Seattle public schools extend off-campus speech policies to online activity

As reported by local Seattle media outlets, the Seattle School Board — with oversight for public schools in a district serving 46,000 students — voted last week to adopt an update to its student Code of Prohibited Conduct, which among other provisions will now apparently apply to student-authored content posted online such as on social networking sites. The intent appears to be to try to prevent students from posting messages or other information about other students or teachers that could result in a disruption to school operations. The newly enacted rules seem to extend those already in force related to off-campus behavior, notably including a provision declaring the “District will respond to off-campus student speech that causes or threatens to cause a substantial disruption on campus or interference with the right of students to be secure and obtain their education.” In a Seattle Post-Intelligencer article calling the policy controversial, a school board representative is quoted emphasizing the school board’s focus on student safety and the desire by the board to be able to respond to any disruptive behavior. The district’s policy defines a substantial disruption as “significant interference with instruction, school operations or school activities, violent physical or verbal altercations between students, or a hostile environment that significantly interferes with a student’s education.”

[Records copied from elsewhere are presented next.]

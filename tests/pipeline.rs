//! End-to-end runs on a toy dataset.

use std::path::Path;
use std::process::Command;

use burn::backend::Autodiff;
use burn_ndarray::NdArray;
use image::{Rgb, RgbImage};
use tempfile::TempDir;

use dermai::backend::ComputeBackend;
use dermai::dataset::prepare::{prepare_dataset, PrepareConfig};
use dermai::inference::predict;
use dermai::training::checkpoint::{read_metadata, CheckpointKind};
use dermai::training::config::TrainingConfig;
use dermai::training::finalize::finalize;
use dermai::training::trainer::train;
use dermai::{DermError, NUM_CLASSES};

type TrainBackend = Autodiff<NdArray>;

/// Ten images, five `mel` and five `nv`, plus a metadata table
fn write_raw_dataset(root: &Path) {
    let images = root.join("images");
    std::fs::create_dir_all(&images).unwrap();

    let mut csv = String::from("lesion_id,image_id,dx,dx_type,age,sex,localization\n");
    for i in 0..10u8 {
        let dx = if i % 2 == 0 { "mel" } else { "nv" };
        let id = format!("ISIC_{:07}", i);
        csv.push_str(&format!("HAM_{:07},{},{},histo,50.0,male,back\n", i, id, dx));

        let shade = if dx == "mel" { 40 } else { 200 };
        RgbImage::from_fn(48, 48, |x, y| Rgb([shade, (x * 5) as u8, (y * 5 + i as u32) as u8]))
            .save(images.join(format!("{}.jpg", id)))
            .unwrap();
    }
    std::fs::write(root.join("metadata.csv"), csv).unwrap();
}

#[test]
fn toy_run_prepares_trains_finalizes_and_predicts() {
    let temp = TempDir::new().unwrap();
    let root = temp.path();
    write_raw_dataset(root);

    let data_dir = root.join("data");
    let report = prepare_dataset(&PrepareConfig::new(
        root.join("metadata.csv"),
        vec![root.join("images")],
        data_dir.clone(),
    ))
    .unwrap();
    assert_eq!(report.copied(), 10);
    assert_eq!(report.validation.get("mel"), Some(&1));
    assert_eq!(report.validation.get("nv"), Some(&1));
    assert!(report.missing.is_empty());

    let artifact_dir = root.join("artifacts");
    let config = TrainingConfig::with_dirs(data_dir, artifact_dir.clone())
        .with_num_epochs(1)
        .with_batch_size(2)
        .with_image_size(64);
    let outcome = train::<TrainBackend>(&config, &Default::default()).unwrap();

    let matrix = &outcome.last_report.confusion_matrix;
    assert_eq!(matrix.num_classes, NUM_CLASSES);
    assert_eq!(matrix.rows().len(), 7);
    assert!(matrix.rows().iter().all(|row| row.len() == 7));
    assert_eq!(matrix.total(), 2);
    assert_eq!(outcome.classes.len(), 7);
    assert_eq!(outcome.history.epochs.len(), 1);
    assert!(outcome.history.epochs[0].train_loss.is_finite());

    assert!(artifact_dir.join("final_model.mpk").is_file());
    assert!(artifact_dir.join("final_model.json").is_file());
    assert!(artifact_dir.join("config.json").is_file());
    assert!(artifact_dir.join("history.json").is_file());

    let frozen = root.join("final_model").join("dermai_final");
    finalize::<NdArray>(&artifact_dir.join("final_model"), &frozen, &Default::default()).unwrap();
    let metadata = read_metadata(&frozen).unwrap().unwrap();
    assert_eq!(metadata.kind, CheckpointKind::Frozen);
    assert_eq!(metadata.image_size, 64);

    let prediction = predict(
        &frozen,
        &root.join("images").join("ISIC_0000000.jpg"),
        ComputeBackend::Cpu,
    )
    .unwrap();
    assert!((0.0..=1.0).contains(&prediction.confidence));
    assert!(dermai::dataset::class_names().contains(&prediction.predicted_class));
}

#[test]
fn missing_checkpoint_fails_inference() {
    let temp = TempDir::new().unwrap();
    let result = predict(
        &temp.path().join("dermai_final"),
        &temp.path().join("lesion.jpg"),
        ComputeBackend::Cpu,
    );
    assert!(matches!(result, Err(DermError::CheckpointMissing(_))));
}

#[test]
fn infer_binary_prints_nothing_on_failure() {
    let temp = TempDir::new().unwrap();
    let output = Command::new(env!("CARGO_BIN_EXE_dermai-infer"))
        .arg(temp.path().join("lesion.jpg"))
        .arg("--model")
        .arg(temp.path().join("missing_model"))
        .arg("--backend")
        .arg("cpu")
        .output()
        .unwrap();

    assert!(!output.status.success());
    assert!(output.stdout.is_empty());
    assert!(String::from_utf8_lossy(&output.stderr).contains("Checkpoint not found"));
}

Initial objections to reports of the policy’s enactment for the coming school year have unsurprisingly questioned the rules in light of free speech protections under the First Amendment. The language in the school district code of conduct — specifically its use of significant disruption of school activities — would seem to be an explicit and intended reference to legal principles established by the Supreme Court in 1969 in Tinker v. Des Moines Independent Community School District, the foundational judicial precedent covering student expression. In Tinker, the Court ruled that student expression (including speech, although the “speech” in question in the case was actually wearing armbands to protest the Vietnam War) could not be censored unless the speech “materially disrupts classwork or involves substantial disorder or invasion of the rights of others.” This broad endorsement of free speech rights on campus served for almost 20 years to protect student speech in many forms, notably including student-authored content in school publications such as student newspapers. In 1988 however, the Supreme Court chose to constrain student free speech rights (or more accurately, to extend school administrative abilities to censor student speech) in Hazelwood School District v. Kuhlmeier, which affirmed the right of school administrators to censor content in student newspapers. A key distinction in Hazelwood is whether the speech appears in a public forum, as opposed to a school-sponsored ones such as school newspapers and yearbooks (and presumably websites). Since sites like Facebook and MySpace are clearly non-school-sponsored and also clearly generally available to the public, school administrators cannot claim the right to censor student speech in these environments. However, to the extent the speech is not just disagreeable to the school district, but might actually be disruptive to school operations or constitute threats, hazing, or other proscribed speech or behavior under existing school policies, administrators would appear to be on solid legal ground if they choose respond to student speech expressed outside of the school environment.